There is no real difficulty in identifying the most important news of 2015. Global warming is the news that will remain news for the foreseeable future, because our world will continue to warm at a rate that has never been seen before, at least at the moment without a foreseeable end. Writing as a paleoanthropologist, despite the fact that the past is usually a poor model for understanding the present, this time paleoanthropology brings a quite different perspective to the news because global warming has happened before, perhaps twenty or more distinct episodes of warming during the time our genus—Homo—has existed, with important, sometimes quite significant, effects on human evolution. The human species has survived global warming in the past, indeed persisted in the face of global warming, but paleoanthropology is a comparative science and comparing most past episodes of global warming to the global warming in today’s news leads me to question whether (and how) we may survive this one. And this is not solely because of a point the news also recognizes, the rate of temperature change is much faster than humans have ever experienced before.
Prior episodes of significant global warming within the Pleistocene, more-or-less the last 2 million years, have invariably followed cooling periods with glacial advances. During the Pleistocene, the human lineage, within the genus Homo, successfully adapted to changing environments (including climate) and evolved to take advantage of the opportunities afforded by the changes, even as populations of Homo reacted to the constraints environmental changes created. Human populations evolved diverse adaptations to the different climates and ecological circumstances they encountered, but the improvements in communication skills, planning depth, and retention of deep history with tales, poems, song, and other aspects of cultural behavior dispersed throughout humanity.

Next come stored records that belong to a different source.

// ==========================================
// 军人勤务排班系统 - 周历窗口
// ==========================================
// 职责: 由参考日期确定可见周 (周一起始约定), 支持前后翻周
// 红线: 纯函数,无 I/O;导航时整体重建,不原地修改
// ==========================================

use chrono::{Datelike, Duration, NaiveDate, Weekday};

/// 一周天数
pub const DAYS_PER_WEEK: usize = 7;

// ==========================================
// CalendarWindow - 周历窗口
// ==========================================
// 恰好 7 个连续日历日,首日落在配置的周起始日
#[derive(Debug, Clone, PartialEq, Eq)]
pub struct CalendarWindow {
    week_start: Weekday,
    days: [NaiveDate; DAYS_PER_WEEK],
}

impl CalendarWindow {
    /// 构造包含 `reference` 的周窗口
    ///
    /// 首日为不晚于 `reference` 的最近一个 `week_start` 周日 (可为同日),
    /// 末日为首日之后第 6 天。
    pub fn containing(reference: NaiveDate, week_start: Weekday) -> Self {
        let first = reference.week(week_start).first_day();
        let mut days = [first; DAYS_PER_WEEK];
        for (offset, day) in days.iter_mut().enumerate() {
            *day = first + Duration::days(offset as i64);
        }
        Self { week_start, days }
    }

    /// 相邻窗口: 正数向未来,负数向过去
    ///
    /// `shifted(1)` 再 `shifted(-1)` 回到原窗口。
    pub fn shifted(&self, weeks: i32) -> Self {
        let reference = self.days[0] + Duration::weeks(weeks as i64);
        Self::containing(reference, self.week_start)
    }

    /// 窗口首日
    pub fn first_day(&self) -> NaiveDate {
        self.days[0]
    }

    /// 窗口末日
    pub fn last_day(&self) -> NaiveDate {
        self.days[DAYS_PER_WEEK - 1]
    }

    /// 周起始日约定
    pub fn week_start(&self) -> Weekday {
        self.week_start
    }

    /// 按序遍历 7 个日历日
    pub fn days(&self) -> &[NaiveDate; DAYS_PER_WEEK] {
        &self.days
    }

    /// 日期是否落在窗口内
    pub fn contains(&self, date: NaiveDate) -> bool {
        date >= self.first_day() && date <= self.last_day()
    }

    /// 周范围标签,用于视图标题
    pub fn range_label(&self) -> String {
        format!("{} ~ {}", self.first_day(), self.last_day())
    }

    /// 列头标签: 星期 + 月-日
    pub fn day_label(date: NaiveDate) -> String {
        let weekday = match date.weekday() {
            Weekday::Mon => "周一",
            Weekday::Tue => "周二",
            Weekday::Wed => "周三",
            Weekday::Thu => "周四",
            Weekday::Fri => "周五",
            Weekday::Sat => "周六",
            Weekday::Sun => "周日",
        };
        format!("{} {}", weekday, date.format("%m-%d"))
    }
}

#[cfg(test)]
mod tests {
    use super::*;

    fn date(y: i32, m: u32, d: u32) -> NaiveDate {
        NaiveDate::from_ymd_opt(y, m, d).unwrap()
    }

    #[test]
    fn test_containing_monday_reference() {
        // 2024-06-03 本身是周一
        let window = CalendarWindow::containing(date(2024, 6, 3), Weekday::Mon);
        assert_eq!(window.first_day(), date(2024, 6, 3));
        assert_eq!(window.last_day(), date(2024, 6, 9));
    }

    #[test]
    fn test_containing_midweek_reference() {
        // 周四回退到本周一
        let window = CalendarWindow::containing(date(2024, 6, 6), Weekday::Mon);
        assert_eq!(window.first_day(), date(2024, 6, 3));
    }

    #[test]
    fn test_containing_sunday_reference() {
        // 周日属于上一个周一开始的那一周
        let window = CalendarWindow::containing(date(2024, 6, 9), Weekday::Mon);
        assert_eq!(window.first_day(), date(2024, 6, 3));
        assert_eq!(window.last_day(), date(2024, 6, 9));
    }

    #[test]
    fn test_seven_consecutive_days_first_on_week_start() {
        // 任意参考日期: 7 个连续日,首日星期等于配置起始日
        let mut reference = date(2023, 12, 25);
        for _ in 0..60 {
            let window = CalendarWindow::containing(reference, Weekday::Mon);
            assert_eq!(window.days().len(), 7);
            assert_eq!(window.first_day().weekday(), Weekday::Mon);
            for pair in window.days().windows(2) {
                assert_eq!(pair[1] - pair[0], Duration::days(1));
            }
            assert!(window.contains(reference));
            reference = reference + Duration::days(1);
        }
    }

    #[test]
    fn test_shift_round_trip() {
        let window = CalendarWindow::containing(date(2024, 6, 5), Weekday::Mon);
        assert_eq!(window.shifted(1).shifted(-1), window);
        assert_eq!(window.shifted(-3).shifted(3), window);
    }

    #[test]
    fn test_shift_adjacent() {
        let window = CalendarWindow::containing(date(2024, 6, 3), Weekday::Mon);
        let next = window.shifted(1);
        assert_eq!(next.first_day(), date(2024, 6, 10));
        let prev = window.shifted(-1);
        assert_eq!(prev.first_day(), date(2024, 5, 27));
    }

    #[test]
    fn test_shift_crosses_year_boundary() {
        let window = CalendarWindow::containing(date(2024, 12, 30), Weekday::Mon);
        assert_eq!(window.first_day(), date(2024, 12, 30));
        assert_eq!(window.last_day(), date(2025, 1, 5));
        assert_eq!(window.shifted(1).first_day(), date(2025, 1, 6));
    }

    #[test]
    fn test_custom_week_start() {
        // 周日起始约定下,周一回退到前一天
        let window = CalendarWindow::containing(date(2024, 6, 3), Weekday::Sun);
        assert_eq!(window.first_day(), date(2024, 6, 2));
        assert_eq!(window.first_day().weekday(), Weekday::Sun);
    }

    #[test]
    fn test_range_label() {
        let window = CalendarWindow::containing(date(2024, 6, 3), Weekday::Mon);
        assert_eq!(window.range_label(), "2024-06-03 ~ 2024-06-09");
    }
}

At any particular time the Pleistocene world population was quite small, 1 to 2 million is estimated during all but the most recent episodes of cooling and warming cycles, half or more living in Africa. Scarce on the ground, with little ecological impact and with vast habitable areas unoccupied by human groups, the human reactions to periods of global warming often were simply population movements. These had important consequences over the course of human evolution because our particular brand of evolutionary change—the unique human evolutionary pattern—began with the initial and ongoing geographic dispersals of human populations. In many mammalian species, significant range expansion such as the human one resulted in geographic isolation for many groups, and the formation of subspecies and ultimately of species. In humans these processes were mitigated by continuing population interconnections created by gene flow, in some cases the result of population movements, and in others because expanding human populations grew to encounter each other. The unique human evolutionary pattern was created as adaptive genes and behaviors, under selection, spread throughout the human range. Genetic changes adaptive for the entire human species were able to disperse throughout it, no matter how different individual populations may have become, because population contacts allowed it and natural selection promoted it. Thus, the unique human pattern of evolution is based on continued population mixtures, and as some populations merged and others became extinct, continued replacements.
But this long-lasting pattern has been disrupted as humans gained increasing control of their food resources and human populations began the accelerated increase in number that is so evident today. This is recent, so recent that a rapidly growing humanity is yet to have encountered significant climate change, until now. Today’s headlines make it clear that the change we are encountering is global warming. It is not at all evident that the adaptive successes of the past, as the human species successfully reacted to many instances of global warming, guarantee a successful human reaction to the changes coming upon us today. The world is quite different. Adaptive strategies that underlay a successful strategy for the human species in the past may no longer be possible; a vastly larger number of humans probably preclude similar success from the same strategies, even without considering the rapidity of the climate changes humanity is encountering.
The fact is that the present is not a simple extension of the past, the conditions are radically different and the strategies that promoted a successful balance of population variation within the human species and a successful adaptation for all populations throughout the Pleistocene may, today, create competition between human populations at a level that could make the lives of the survivors quite unpleasant.
Of course, nothing like this is inevitable, or even necessarily probable, but its possibility looms large enough to be taken seriously. We need to learn from the past without trying to repeat it.